McKinley Valentine — 3 min read
How to put things where you won't lose them and other tips for naturally messy people
Photo by Jozsef Hocza / Unsplash

"If you are looking for something in your house, and you finally find it, when you’re done with it, don’t put it back where you found it. Put it back where you first looked for it."

That should be its home, because that aligns with your natural instincts. (This piece of advice is from Recomendo, a newsletter that's just... recommended things. Sometimes advice, sometimes apps, sometimes products. I bought a really comfy pair of sandals on their advice as well. Subscribe here.)

My biggest disorganised-person tip is to make your systems work for your own idiosyncratic brain, instead of trying to get your brain to be sensible. Store your glasses in the fridge next to the milk if that's the only way you can stop losing them.
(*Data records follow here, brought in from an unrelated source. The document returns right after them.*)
//! # agora-ai
//!
//! Layered AI capability resolution for Agora.
//!
//! - [`config`]: the YAML routing file (`ai_providers`, `ai_routing`,
//!   `ai_fallback`, per-workspace and per-room overrides).
//! - [`router`]: [`AiRouter`], which resolves a purpose for a request
//!   (room > workspace > global).
//! - [`provider`]: the [`AiProvider`] contract and an OpenAI-compatible
//!   HTTP implementation.
//! - [`summarizer`]: conversation summaries with fallback providers.

pub mod config;
pub mod error;
pub mod provider;
pub mod router;
pub mod summarizer;

pub use config::{AiConfig, ProviderConfig};
pub use error::{AiError, Result};
pub use provider::{
    AiProvider, GenerateOptions, OpenAiCompatibleProvider, ProviderFactory, ProviderRegistry,
};
pub use router::{AiRouter, CapabilityDescriptor};
pub use summarizer::{SummaryError, SummaryMessage, Summarizer};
Stop telling yourself you "should" be able to train yourself to leave them in the Sensible Glasses Spot.

Tip 2: Lots of small drawers (use drawer inserts or cardboard package boxes to make big drawers smaller). That way every category of item has its own drawer. My clothes drawers are all tiny. (If you have a wardrobe: put some cheap bookshelves in there and then put open shoeboxes on the bookshelves.) They have between 2 and 4 items in them each. So it's impossible to struggle to find something in a drawer, because I go to the tank top drawer, and there's two black ones and a grey one, and that's easy. Or the "midi skirts that work with tights" drawer (contains 2 skirts). And if you don't pull everything out of the drawer because you're in a rush, then you don't end up with clothes all over the floor, starting a messiness death spiral. (If your clothing messiness death spiral starts because of taking off clothes you wore that day, you need a basket or drawer just for those, in addition to a laundry hamper.)

It also means that putting your clothes away stops being overwhelming, because everything has an extremely obvious place it belongs. It's a no-brainer, so you can do it when your brain is not co-operating.
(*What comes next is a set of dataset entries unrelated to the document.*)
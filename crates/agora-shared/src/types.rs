use std::fmt;
use std::str::FromStr;

use serde::{Deserialize, Serialize};
use uuid::Uuid;

use crate::error::ParseEnumError;

// Each tenant-owned entity gets its own id type so that a room id can never be
// passed where a workspace (tenant) id is expected.
macro_rules! entity_id {
    ($(#[$meta:meta])* $name:ident) => {
        $(#[$meta])*
        #[derive(Debug, Clone, Copy, Serialize, Deserialize, PartialEq, Eq, Hash, PartialOrd, Ord)]
        #[serde(transparent)]
        pub struct $name(pub Uuid);

        impl $name {
            pub fn new() -> Self {
                Self(Uuid::new_v4())
            }

            pub fn as_uuid(&self) -> Uuid {
                self.0
            }
        }

        impl Default for $name {
            fn default() -> Self {
                Self::new()
            }
        }

        impl fmt::Display for $name {
            fn fmt(&self, f: &mut fmt::Formatter<'_>) -> fmt::Result {
                self.0.fmt(f)
            }
        }

        impl FromStr for $name {
            type Err = uuid::Error;

            fn from_str(s: &str) -> Result<Self, Self::Err> {
                Uuid::parse_str(s).map(Self)
            }
        }

        impl From<Uuid> for $name {
            fn from(id: Uuid) -> Self {
                Self(id)
            }
        }
    };
}

entity_id!(
    /// Tenant identifier. Every tenant-scoped query takes one of these.
    WorkspaceId
);
entity_id!(RoomId);
entity_id!(RoomLinkId);
entity_id!(MessageId);
entity_id!(AttachmentId);
entity_id!(ReminderId);

// ---------------------------------------------------------------------------
// Text-persisted enums
// ---------------------------------------------------------------------------

macro_rules! text_enum {
    ($name:ident, $label:literal, { $($variant:ident => $text:literal),+ $(,)? }) => {
        impl $name {
            pub fn as_str(&self) -> &'static str {
                match self {
                    $(Self::$variant => $text,)+
                }
            }
        }

        impl fmt::Display for $name {
            fn fmt(&self, f: &mut fmt::Formatter<'_>) -> fmt::Result {
                f.write_str(self.as_str())
            }
        }

        impl FromStr for $name {
            type Err = ParseEnumError;

            fn from_str(s: &str) -> Result<Self, Self::Err> {
                match s {
                    $($text => Ok(Self::$variant),)+
                    other => Err(ParseEnumError::new($label, other)),
                }
            }
        }
    };
}

/// What a room is used for.
#[derive(Debug, Clone, Copy, Serialize, Deserialize, PartialEq, Eq, Hash)]
#[serde(rename_all = "snake_case")]
pub enum RoomKind {
    /// Ordinary topic channel.
    Standard,
    /// Channel restricted to specific members.
    MemberRestricted,
    /// Receives fan-out notifications from linked rooms.
    Aggregate,
}

text_enum!(RoomKind, "room kind", {
    Standard => "standard",
    MemberRestricted => "member_restricted",
    Aggregate => "aggregate",
});

/// Direction of a link between two rooms of the same workspace.
#[derive(Debug, Clone, Copy, Serialize, Deserialize, PartialEq, Eq, Hash)]
#[serde(rename_all = "snake_case")]
pub enum LinkKind {
    OneWay,
    Bidirectional,
}

text_enum!(LinkKind, "link kind", {
    OneWay => "one_way",
    Bidirectional => "bidirectional",
});

#[derive(Debug, Clone, Copy, Serialize, Deserialize, PartialEq, Eq, Hash)]
#[serde(rename_all = "snake_case")]
pub enum ReminderStatus {
    Pending,
    Done,
    Cancelled,
}

text_enum!(ReminderStatus, "reminder status", {
    Pending => "pending",
    Done => "done",
    Cancelled => "cancelled",
});

impl ReminderStatus {
    /// `pending` may move to `done` or `cancelled`; both are terminal.
    pub fn can_transition_to(&self, next: ReminderStatus) -> bool {
        matches!(
            (self, next),
            (ReminderStatus::Pending, ReminderStatus::Done)
                | (ReminderStatus::Pending, ReminderStatus::Cancelled)
        )
    }
}

#[derive(Debug, Clone, Copy, Serialize, Deserialize, PartialEq, Eq, Hash)]
#[serde(rename_all = "snake_case")]
pub enum MessageType {
    Text,
    Image,
    Video,
    Voice,
}

text_enum!(MessageType, "message type", {
    Text => "text",
    Image => "image",
    Video => "video",
    Voice => "voice",
});

impl MessageType {
    /// Classify a message by the MIME type of its first attachment.
    pub fn from_content_type(content_type: Option<&str>) -> Self {
        match FileType::from_content_type(content_type.unwrap_or_default()) {
            FileType::Image => MessageType::Image,
            FileType::Video => MessageType::Video,
            FileType::Voice => MessageType::Voice,
            FileType::Document => MessageType::Text,
        }
    }
}

#[derive(Debug, Clone, Copy, Serialize, Deserialize, PartialEq, Eq, Hash)]
#[serde(rename_all = "snake_case")]
pub enum FileType {
    Image,
    Video,
    Voice,
    Document,
}

text_enum!(FileType, "file type", {
    Image => "image",
    Video => "video",
    Voice => "voice",
    Document => "document",
});

impl FileType {
    pub fn from_content_type(content_type: &str) -> Self {
        if content_type.starts_with("image/") {
            FileType::Image
        } else if content_type.starts_with("video/") {
            FileType::Video
        } else if content_type.starts_with("audio/") {
            FileType::Voice
        } else {
            FileType::Document
        }
    }
}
Tip 3: Label everything. I mean every container and drawer and jar.

It's basically about making a system that will work for you when you're incredibly tired and stressed, that is just an absolute no-brainer. When you're folding and putting away clothes - that's when you're at your most tidy-minded. (If you weren't, you wouldn't be folding clothes, you would be leaving them in the washing basket another day.) And your tidy mind likes things to look nice but really is terrible at imagining what it will be like for future rushed-and-stressed you.

This stuff has massive flow-on impacts. If your stuff is messy - you're late because you can't find stuff. You start getting dressed but you can't find the top that goes with that skirt, so you have to wear a different skirt and then figure out what top would go with it, and it quadruples the cognitive load of getting dressed. You break things because you step on them because you didn't see them. You don't exercise because you can't find your workout clothes, or when you do find them you realise they need washing. And each one of those mistakes makes you feel more stressed, and being stressed makes you clumsy and forgetful so you make more mistakes. You feel weird because you're not wearing what you originally planned to, and because you're focused on that, you forget to bring the Crucial Item you needed for work that day.

People who think unpunctual people are overly laid back and relaxed about time should see me in the 10-20 minutes before leaving the house. I imagine it's anxiety-inducing just to watch. I have an app on my phone that says the time out loud every 2 minutes to help keep me on track. (Speaking clock: recommended if you're easily distracted and have a poor sense of time. You can change the intervals.)

Tip 4: What would make it childishly easy for you? Like just really overkill (see above: labels).

Tip 5: “Get rid of things or you'll spend your whole life tidying up” — Marguerite Duras


This piece was originally published in The Whippet #90 – subscribe to get the next one in your inbox!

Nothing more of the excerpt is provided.